Parse the messages back into template and parameters
A great number of message templates have backticks around code snippet parameters, and backticks are not used in Rust. So it’s trivial to parse the parameters out of the rendered string.
However, not all messages are formatted this way, and special cases are undesirable.
What about dropping the pre-rendered messages from output?
This is certainly doable, and will make the output very concise and elegant. Let’s transform eveything into codes! However, it has a potentially serious side-effect, that the compiler is no longer the single source of truth for the human-oriented rendered messages, but rather only for the individual combinations of diagnostic codes and parameters.

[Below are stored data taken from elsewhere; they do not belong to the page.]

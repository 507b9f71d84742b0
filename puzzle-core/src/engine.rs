//! The engine instance: one level's pieces, the drag state and the load
//! lifecycle, all mutated from a single event-processing thread.

use rand::SeedableRng;
use rand::rngs::StdRng;
use serde::Serialize;

use crate::config::PuzzleConfig;
use crate::error::{PuzzleError, Result};
use crate::geometry::{TabMap, build_outline};
use crate::interaction::{DragState, Release};
use crate::layout::{ScatterArea, target_rect};
use crate::models::{ImageInfo, Piece, Point, PuzzleLayout, Size};
use crate::render::{Surface, render_frame};

/// Notifications for the surrounding UI.
#[derive(Clone, Debug, PartialEq, Serialize)]
#[serde(tag = "type", rename_all = "camelCase", rename_all_fields = "camelCase")]
pub enum PuzzleEvent {
    LevelLoaded { level: u32, grid_size: usize },
    PieceSnapped { row: usize, col: usize },
    PuzzleCompleted { level: u32 },
    ImageLoadFailed { level: u32, asset: String, reason: String },
}

impl PuzzleEvent {
    /// DOM event name used by the browser front end.
    pub fn dom_name(&self) -> &'static str {
        match self {
            PuzzleEvent::LevelLoaded { .. } => "puzzle:levelloaded",
            PuzzleEvent::PieceSnapped { .. } => "puzzle:piecesnapped",
            PuzzleEvent::PuzzleCompleted { .. } => "puzzle:completed",
            PuzzleEvent::ImageLoadFailed { .. } => "puzzle:loadfailed",
        }
    }
}

/// Identifies one level load. Only the most recent ticket is honoured.
#[derive(Clone, Copy, Debug, PartialEq, Eq, Hash)]
pub struct LoadTicket(u64);

/// What the host must fetch before the level can be generated.
#[derive(Clone, Debug, PartialEq)]
pub struct LevelRequest {
    pub ticket: LoadTicket,
    pub level: u32,
    pub grid_size: usize,
    pub asset: String,
}

#[derive(Clone, Debug, PartialEq)]
pub enum LoadState {
    Idle,
    Pending(LevelRequest),
    Ready,
    Failed(PuzzleError),
}

/// Result of releasing the pointer, including whether that release finished the level.
#[derive(Clone, Copy, Debug, PartialEq, Eq)]
pub struct PointerUp {
    pub release: Release,
    pub completed: bool,
}

pub struct Engine {
    config: PuzzleConfig,
    rng: StdRng,
    viewport: Size,
    level: u32,
    generation: u64,
    load: LoadState,
    layout: Option<PuzzleLayout>,
    pieces: Vec<Piece>,
    drag: DragState,
    completed: bool,
    events: Vec<PuzzleEvent>,
}

impl Engine {
    /// All tab shapes and scatter positions derive from `seed`.
    pub fn new(config: PuzzleConfig, seed: u64) -> Result<Self> {
        config.validate()?;
        Ok(Engine {
            config,
            rng: StdRng::seed_from_u64(seed),
            viewport: Size::default(),
            level: 0,
            generation: 0,
            load: LoadState::Idle,
            layout: None,
            pieces: Vec::new(),
            drag: DragState::default(),
            completed: false,
            events: Vec::new(),
        })
    }

    pub fn config(&self) -> &PuzzleConfig {
        &self.config
    }

    pub fn viewport(&self) -> Size {
        self.viewport
    }

    pub fn level(&self) -> u32 {
        self.level
    }

    pub fn layout(&self) -> Option<&PuzzleLayout> {
        self.layout.as_ref()
    }

    pub fn pieces(&self) -> &[Piece] {
        &self.pieces
    }

    pub fn drag(&self) -> &DragState {
        &self.drag
    }

    pub fn load_state(&self) -> &LoadState {
        &self.load
    }

    pub fn is_completed(&self) -> bool {
        self.completed
    }

    /// Locked and total piece counts.
    pub fn progress(&self) -> (usize, usize) {
        let locked = self.pieces.iter().filter(|p| p.locked).count();
        (locked, self.pieces.len())
    }

    /// Canvas resized. Pieces and the target outline keep their geometry.
    pub fn resize(&mut self, viewport: Size) {
        self.viewport = viewport;
    }

    /// Starts loading `level`, discarding the current pieces and invalidating
    /// any load still in flight.
    pub fn begin_level(&mut self, level: u32) -> Result<LevelRequest> {
        let grid_size = self.config.grid_size_for_level(level)?;
        let asset = self.config.asset_for_level(level)?.to_string();
        self.generation += 1;
        self.level = level;
        self.layout = None;
        self.pieces.clear();
        self.drag = DragState::default();
        self.completed = false;
        let req = LevelRequest {
            ticket: LoadTicket(self.generation),
            level,
            grid_size,
            asset,
        };
        log::info!("loading level {level} ({grid_size}x{grid_size}) from {}", req.asset);
        self.load = LoadState::Pending(req.clone());
        Ok(req)
    }

    /// Re-issues the request for the current level, e.g. after a failed image load.
    pub fn retry(&mut self) -> Result<LevelRequest> {
        self.begin_level(self.level)
    }

    pub fn is_current(&self, ticket: LoadTicket) -> bool {
        matches!(&self.load, LoadState::Pending(req) if req.ticket == ticket)
    }

    /// Image for `ticket` finished loading. Returns `Ok(false)` for a stale ticket.
    /// A viewport too small to give pieces any area is `DegenerateLayout`; the
    /// request stays pending so it can complete after a `resize`.
    pub fn complete_load(&mut self, ticket: LoadTicket, image: ImageInfo) -> Result<bool> {
        let LoadState::Pending(req) = &self.load else {
            log::warn!("ignoring image load with no level pending");
            return Ok(false);
        };
        if req.ticket != ticket {
            log::warn!("ignoring stale image load {:?}", ticket);
            return Ok(false);
        }
        let (level, grid_size) = (req.level, req.grid_size);
        if image.width == 0 || image.height == 0 {
            return Err(PuzzleError::InvalidImage {
                width: image.width,
                height: image.height,
            });
        }
        let target = target_rect(self.viewport, image);
        let piece_size = Size::new(target.w / grid_size as f64, target.h / grid_size as f64);
        let usable = |v: f64| v.is_finite() && v > 0.0;
        if !usable(piece_size.w) || !usable(piece_size.h) {
            return Err(PuzzleError::DegenerateLayout {
                piece_w: piece_size.w,
                piece_h: piece_size.h,
            });
        }
        self.generate(PuzzleLayout {
            grid_size,
            target,
            crop: image.full_crop(),
            piece_size,
        });
        self.load = LoadState::Ready;
        self.events.push(PuzzleEvent::LevelLoaded { level, grid_size });
        Ok(true)
    }

    /// Image for `ticket` failed. The failure is recorded for retry; stale
    /// failures are dropped and return `None`.
    pub fn fail_load(&mut self, ticket: LoadTicket, reason: impl Into<String>) -> Option<PuzzleError> {
        let LoadState::Pending(req) = &self.load else {
            return None;
        };
        if req.ticket != ticket {
            return None;
        }
        let (level, asset, reason) = (req.level, req.asset.clone(), reason.into());
        self.events.push(PuzzleEvent::ImageLoadFailed {
            level,
            asset: asset.clone(),
            reason: reason.clone(),
        });
        let err = PuzzleError::ImageLoad { asset, reason };
        log::warn!("{err}");
        self.load = LoadState::Failed(err.clone());
        Some(err)
    }

    fn generate(&mut self, layout: PuzzleLayout) {
        let PuzzleLayout {
            grid_size: grid,
            target,
            piece_size,
            ..
        } = layout;
        let tabs = TabMap::random(grid, &mut self.rng);
        let area = ScatterArea {
            viewport: self.viewport,
            target,
            header: self.config.header_height,
            padding: self.config.padding,
        };

        let mut fallbacks = 0usize;
        let mut pieces = Vec::with_capacity(grid * grid);
        for row in 0..grid {
            for col in 0..grid {
                let (pos, fell_back) = area.safe_position(piece_size, &mut self.rng);
                fallbacks += fell_back as usize;
                let edge_tabs = tabs.edge_tabs(row, col);
                pieces.push(Piece {
                    row,
                    col,
                    target: layout.cell_origin(row, col),
                    pos,
                    size: piece_size,
                    tabs: edge_tabs,
                    outline: build_outline(piece_size, edge_tabs),
                    locked: false,
                    z_index: 0,
                });
            }
        }
        if fallbacks > 0 {
            let err = PuzzleError::DegenerateLayout {
                piece_w: piece_size.w,
                piece_h: piece_size.h,
            };
            log::warn!("{err}; {fallbacks} pieces placed along the bottom edge");
        }
        log::debug!(
            "generated {} pieces, target {:?}, piece {:?}",
            pieces.len(),
            target,
            piece_size
        );
        self.layout = Some(layout);
        self.pieces = pieces;
    }

    /// Returns true when a piece was picked up.
    pub fn pointer_down(&mut self, at: Point) -> bool {
        self.drag.pointer_down(&mut self.pieces, at).is_some()
    }

    /// Returns true when the held piece moved.
    pub fn pointer_move(&mut self, at: Point) -> bool {
        self.drag.pointer_move(&mut self.pieces, at)
    }

    pub fn pointer_up(&mut self) -> PointerUp {
        let release = self.drag.pointer_up(&mut self.pieces, self.config.snap_distance);
        if let Release::Snapped(idx) = release {
            let p = &self.pieces[idx];
            log::info!("piece ({}, {}) snapped", p.row, p.col);
            self.events.push(PuzzleEvent::PieceSnapped {
                row: p.row,
                col: p.col,
            });
        }
        let completed = release != Release::Idle && self.check_win();
        PointerUp { release, completed }
    }

    /// True exactly once per level: the first time every piece is locked.
    pub fn check_win(&mut self) -> bool {
        if self.completed || self.pieces.is_empty() || !self.pieces.iter().all(|p| p.locked) {
            return false;
        }
        self.completed = true;
        log::info!("level {} complete", self.level);
        self.events.push(PuzzleEvent::PuzzleCompleted { level: self.level });
        true
    }

    pub fn drain_events(&mut self) -> Vec<PuzzleEvent> {
        std::mem::take(&mut self.events)
    }

    pub fn render<S: Surface + ?Sized>(&self, surface: &mut S, image_ready: bool) {
        render_frame(
            surface,
            self.viewport,
            self.layout.as_ref(),
            &self.pieces,
            image_ready,
        );
    }
}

To save tools from rolling their own message renderers and keep the messages consistent across tools, a separate crate would be created to provide the reference message rendering, preferably officially maintained. Ideally, as the diagnostics are assembled during rustc compilation, such a crate could be auto-generated along with rustc itself. But it’s a nontrivial amount of addition to rustbuild, so we’d rather not go this way for now.